## Problem requirements
Word for word, restate the lines of the data from the first through the one containing "one optimization call", and nothing else.
┌─ Input records
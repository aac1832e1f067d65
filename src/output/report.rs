//! Report structures produced by an optimization run

use crate::processing::chemistry::ChemistryMetrics;
use crate::processing::constraints::ConstraintSet;
use crate::processing::model::{Skill, SkillLevel};
use crate::processing::workload::WorkloadMetrics;
use chrono::{DateTime, Utc};
use serde::{Deserialize, Serialize};
use std::fmt;

/// Complete result of one optimization call
#[derive(Debug, Clone, Serialize, Deserialize)]
pub struct OptimizationReport {
    pub project_id: String,
    pub project_name: String,

    pub mode: OptimizationMode,

    /// Ranked teams, best first. Members are aligned with the project roles.
    pub teams: Vec<TeamReport>,

    /// Whether the best team came from ranking or from the degraded fallback
    pub confidence: TeamConfidence,

    /// Metrics and advice for the best team
    pub workload_metrics: WorkloadMetrics,
    pub chemistry_metrics: ChemistryMetrics,
    pub recommendations: Vec<String>,

    /// `min(1, raw fit sum + workload bonus + chemistry bonus)`
    pub overall_score: f64,

    pub constraints: ConstraintSet,

    pub metadata: ReportMetadata,
}

#[derive(Debug, Clone, Copy, PartialEq, Eq, Serialize, Deserialize)]
#[serde(rename_all = "snake_case")]
pub enum OptimizationMode {
    /// Embedding-driven enumeration, constraint scoring and ranking
    Advanced,
    /// Sequential assignment without embeddings
    Basic,
}

impl fmt::Display for OptimizationMode {
    fn fmt(&self, f: &mut fmt::Formatter<'_>) -> fmt::Result {
        match self {
            OptimizationMode::Advanced => write!(f, "advanced"),
            OptimizationMode::Basic => write!(f, "basic"),
        }
    }
}

#[derive(Debug, Clone, Copy, PartialEq, Eq, Serialize, Deserialize)]
#[serde(rename_all = "snake_case")]
pub enum TeamConfidence {
    /// Best of the enumerated candidates that passed every hard constraint
    Ranked,
    /// Deterministic placeholder assignment with fixed low scores
    Fallback,
    /// Sequential assignment from basic mode, never ranked
    Heuristic,
}

impl fmt::Display for TeamConfidence {
    fn fmt(&self, f: &mut fmt::Formatter<'_>) -> fmt::Result {
        match self {
            TeamConfidence::Ranked => write!(f, "ranked"),
            TeamConfidence::Fallback => write!(f, "fallback"),
            TeamConfidence::Heuristic => write!(f, "heuristic"),
        }
    }
}

#[derive(Debug, Clone, Serialize, Deserialize)]
pub struct TeamReport {
    /// 1-based rank
    pub rank: usize,
    pub members: Vec<TeamMemberView>,
    /// Per-role capped fit scores
    pub explanations: Vec<f64>,
    pub total_score: f64,
    pub diversity_score: f64,
}

#[derive(Debug, Clone, Serialize, Deserialize)]
pub struct TeamMemberView {
    pub name: String,
    pub role: String,
    pub skills: Vec<Skill>,
    pub gender: Option<String>,
    /// True when this member already holds an earlier role in the same team
    pub reused: bool,
}

#[derive(Debug, Clone, Serialize, Deserialize)]
pub struct ReportMetadata {
    pub generated_at: DateTime<Utc>,
    pub optimizer_version: String,
    pub processing_time_ms: u64,
    pub embedding_model: Option<String>,
    pub candidates_enumerated: usize,
    pub candidates_surviving: usize,
}

impl OptimizationReport {
    pub fn best_team(&self) -> Option<&TeamReport> {
        self.teams.first()
    }

    pub fn is_fallback(&self) -> bool {
        self.confidence == TeamConfidence::Fallback
    }

    pub fn overall_score_percentage(&self) -> u8 {
        (self.overall_score.clamp(0.0, 1.0) * 100.0).round() as u8
    }

    pub fn verdict(&self) -> &'static str {
        if self.is_fallback() {
            return "No ranked team satisfied the constraints; showing a placeholder assignment";
        }
        match self.overall_score_percentage() {
            90..=100 => "Excellent team fit",
            75..=89 => "Strong team fit",
            60..=74 => "Workable team with some gaps",
            _ => "Weak team fit, review role coverage",
        }
    }
}

/// Compact `name (level)` list for display.
pub fn format_skills(skills: &[Skill]) -> String {
    skills
        .iter()
        .map(|s| match s.level {
            Some(level) => format!("{} ({})", s.name, SkillLevel::as_key(&level)),
            None => s.name.clone(),
        })
        .collect::<Vec<_>>()
        .join(", ")
}
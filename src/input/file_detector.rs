//! Snapshot format detection

#[derive(Debug, Clone, PartialEq)]
pub enum SnapshotFormat {
    Json,
    Toml,
    Unknown,
}

impl SnapshotFormat {
    pub fn from_extension(ext: &str) -> Self {
        match ext.to_lowercase().as_str() {
            "json" => SnapshotFormat::Json,
            "toml" => SnapshotFormat::Toml,
            _ => SnapshotFormat::Unknown,
        }
    }
}
//! Semantic matching of role labels against employee skill profiles

use crate::config::{Config, EmbeddingBackendKind};
use crate::error::{Result, TeamOptimizerError};
use crate::processing::model::Employee;
use log::{debug, info};
use model2vec_rs::model::StaticModel;
use ndarray::Array2;
use std::path::Path;
use std::sync::Arc;
use std::time::Instant;

/// A text encoder producing one dense vector per input, order preserved.
///
/// Implementations are loaded once per process and shared read-only.
pub trait EmbeddingBackend: Send + Sync {
    fn encode(&self, texts: &[String]) -> Result<Vec<Vec<f32>>>;

    fn model_name(&self) -> &str;
}

/// Model2Vec static embeddings.
pub struct Model2VecBackend {
    model: StaticModel,
    model_name: String,
}

impl Model2VecBackend {
    pub fn load(model_path: &Path, model_name: &str) -> Result<Self> {
        let start_time = Instant::now();
        info!("Loading Model2Vec embedding model from: {}", model_path.display());

        if !model_path.exists() {
            return Err(TeamOptimizerError::EmbeddingUnavailable(format!(
                "Model '{}' not found at {} (run `team-optimizer models download {}`)",
                model_name,
                model_path.display(),
                model_name
            )));
        }

        let model = StaticModel::from_pretrained(model_path, None, None, None).map_err(|e| {
            TeamOptimizerError::EmbeddingUnavailable(format!("Failed to load model: {}", e))
        })?;

        info!("Model loaded successfully in {:.2?}", start_time.elapsed());

        Ok(Self {
            model,
            model_name: model_name.to_string(),
        })
    }
}

impl EmbeddingBackend for Model2VecBackend {
    fn encode(&self, texts: &[String]) -> Result<Vec<Vec<f32>>> {
        Ok(self.model.encode(texts))
    }

    fn model_name(&self) -> &str {
        &self.model_name
    }
}

/// Deterministic feature-hashing embedder.
///
/// Words and character trigrams are hashed into a fixed number of buckets.
/// No model files are needed, which makes it usable offline.
pub struct HashingBackend {
    dimensions: usize,
}

impl Default for HashingBackend {
    fn default() -> Self {
        Self::new(256)
    }
}

impl HashingBackend {
    pub fn new(dimensions: usize) -> Self {
        Self {
            dimensions: dimensions.max(1),
        }
    }

    fn fnv1a(bytes: &[u8]) -> u64 {
        let mut hash: u64 = 0xcbf29ce484222325;
        for byte in bytes {
            hash ^= u64::from(*byte);
            hash = hash.wrapping_mul(0x100000001b3);
        }
        hash
    }

    fn embed(&self, text: &str) -> Vec<f32> {
        let mut vector = vec![0.0f32; self.dimensions];
        let lowered = text.to_lowercase();

        for word in lowered.split(|c: char| !c.is_alphanumeric()).filter(|w| !w.is_empty()) {
            let bucket = (Self::fnv1a(word.as_bytes()) % self.dimensions as u64) as usize;
            vector[bucket] += 1.0;

            let padded: Vec<char> = format!(" {} ", word).chars().collect();
            for trigram in padded.windows(3) {
                let gram: String = trigram.iter().collect();
                let bucket = (Self::fnv1a(gram.as_bytes()) % self.dimensions as u64) as usize;
                vector[bucket] += 0.5;
            }
        }

        vector
    }
}

impl EmbeddingBackend for HashingBackend {
    fn encode(&self, texts: &[String]) -> Result<Vec<Vec<f32>>> {
        Ok(texts.iter().map(|t| self.embed(t)).collect())
    }

    fn model_name(&self) -> &str {
        "feature-hashing"
    }
}

/// Build the process-wide backend selected by the configuration.
pub fn backend_from_config(config: &Config) -> Result<Arc<dyn EmbeddingBackend>> {
    match config.models.backend {
        EmbeddingBackendKind::Model2vec => {
            let model_path = config.models_dir().join(&config.models.embedding_model);
            let backend = Model2VecBackend::load(&model_path, &config.models.embedding_model)?;
            Ok(Arc::new(backend))
        }
        EmbeddingBackendKind::Hashing => Ok(Arc::new(HashingBackend::default())),
    }
}

/// Cosine similarity. Zero vectors compare as 0.
pub fn cosine_similarity(a: &[f32], b: &[f32]) -> Result<f32> {
    if a.len() != b.len() {
        return Err(TeamOptimizerError::Processing(format!(
            "Embedding dimensions don't match: {} vs {}",
            a.len(),
            b.len()
        )));
    }

    let dot_product: f32 = a.iter().zip(b.iter()).map(|(x, y)| x * y).sum();
    let norm_a: f32 = a.iter().map(|x| x * x).sum::<f32>().sqrt();
    let norm_b: f32 = b.iter().map(|x| x * x).sum::<f32>().sqrt();

    if norm_a == 0.0 || norm_b == 0.0 {
        Ok(0.0)
    } else {
        Ok((dot_product / (norm_a * norm_b)).clamp(-1.0, 1.0))
    }
}

/// Role x employee cosine similarities. Row i is role i, column j is employee j.
#[derive(Debug, Clone, PartialEq)]
pub struct SimilarityMatrix {
    values: Array2<f32>,
}

impl SimilarityMatrix {
    pub fn from_array(values: Array2<f32>) -> Self {
        Self { values }
    }

    pub fn get(&self, role: usize, employee: usize) -> f32 {
        self.values[[role, employee]]
    }

    pub fn roles(&self) -> usize {
        self.values.nrows()
    }

    pub fn employees(&self) -> usize {
        self.values.ncols()
    }

    pub fn as_array(&self) -> &Array2<f32> {
        &self.values
    }
}

#[derive(Clone)]
pub struct SemanticMatcher {
    backend: Arc<dyn EmbeddingBackend>,
    generic_vocabulary: Vec<String>,
}

impl SemanticMatcher {
    pub fn new(backend: Arc<dyn EmbeddingBackend>, generic_vocabulary: Vec<String>) -> Self {
        Self {
            backend,
            generic_vocabulary,
        }
    }

    pub fn model_name(&self) -> &str {
        self.backend.model_name()
    }

    /// Embed roles and employee profiles and compare every pair.
    ///
    /// Any backend failure, or output that does not line up with the inputs,
    /// is reported as [`TeamOptimizerError::EmbeddingUnavailable`].
    pub fn similarity_matrix(&self, roles: &[String], employees: &[Employee]) -> Result<SimilarityMatrix> {
        let start_time = Instant::now();

        let profiles: Vec<String> = employees
            .iter()
            .map(|e| e.skill_profile(&self.generic_vocabulary))
            .collect();

        let role_embeddings = self.encode_checked(roles)?;
        let employee_embeddings = self.encode_checked(&profiles)?;

        let mut values = Array2::<f32>::zeros((roles.len(), employees.len()));
        for (i, role_vec) in role_embeddings.iter().enumerate() {
            for (j, employee_vec) in employee_embeddings.iter().enumerate() {
                values[[i, j]] = cosine_similarity(role_vec, employee_vec)
                    .map_err(|e| TeamOptimizerError::EmbeddingUnavailable(e.to_string()))?;
            }
        }

        debug!(
            "Similarity matrix {}x{} computed in {:.2?} with {}",
            roles.len(),
            employees.len(),
            start_time.elapsed(),
            self.backend.model_name()
        );

        Ok(SimilarityMatrix { values })
    }

    fn encode_checked(&self, texts: &[String]) -> Result<Vec<Vec<f32>>> {
        if texts.is_empty() {
            return Ok(Vec::new());
        }

        let embeddings = self.backend.encode(texts).map_err(|e| match e {
            TeamOptimizerError::EmbeddingUnavailable(_) => e,
            other => TeamOptimizerError::EmbeddingUnavailable(other.to_string()),
        })?;

        if embeddings.len() != texts.len() {
            return Err(TeamOptimizerError::EmbeddingUnavailable(format!(
                "Backend returned {} embeddings for {} inputs",
                embeddings.len(),
                texts.len()
            )));
        }

        if embeddings.iter().any(|v| v.is_empty() || v.iter().any(|x| !x.is_finite())) {
            return Err(TeamOptimizerError::EmbeddingUnavailable(
                "Backend returned empty or non-finite embeddings".to_string(),
            ));
        }

        Ok(embeddings)
    }
}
└─
## Solution to the exercise
repository aac1832e1f067d65
filename src/output/report.rs
//! Report structures produced by an optimization run

use crate::processing::chemistry::ChemistryMetrics;
use crate::processing::constraints::ConstraintSet;
use crate::processing::model::{Skill, SkillLevel};
use crate::processing::workload::WorkloadMetrics;
use chrono::{DateTime, Utc};
use serde::{Deserialize, Serialize};
use std::fmt;

/// Complete result of one optimization call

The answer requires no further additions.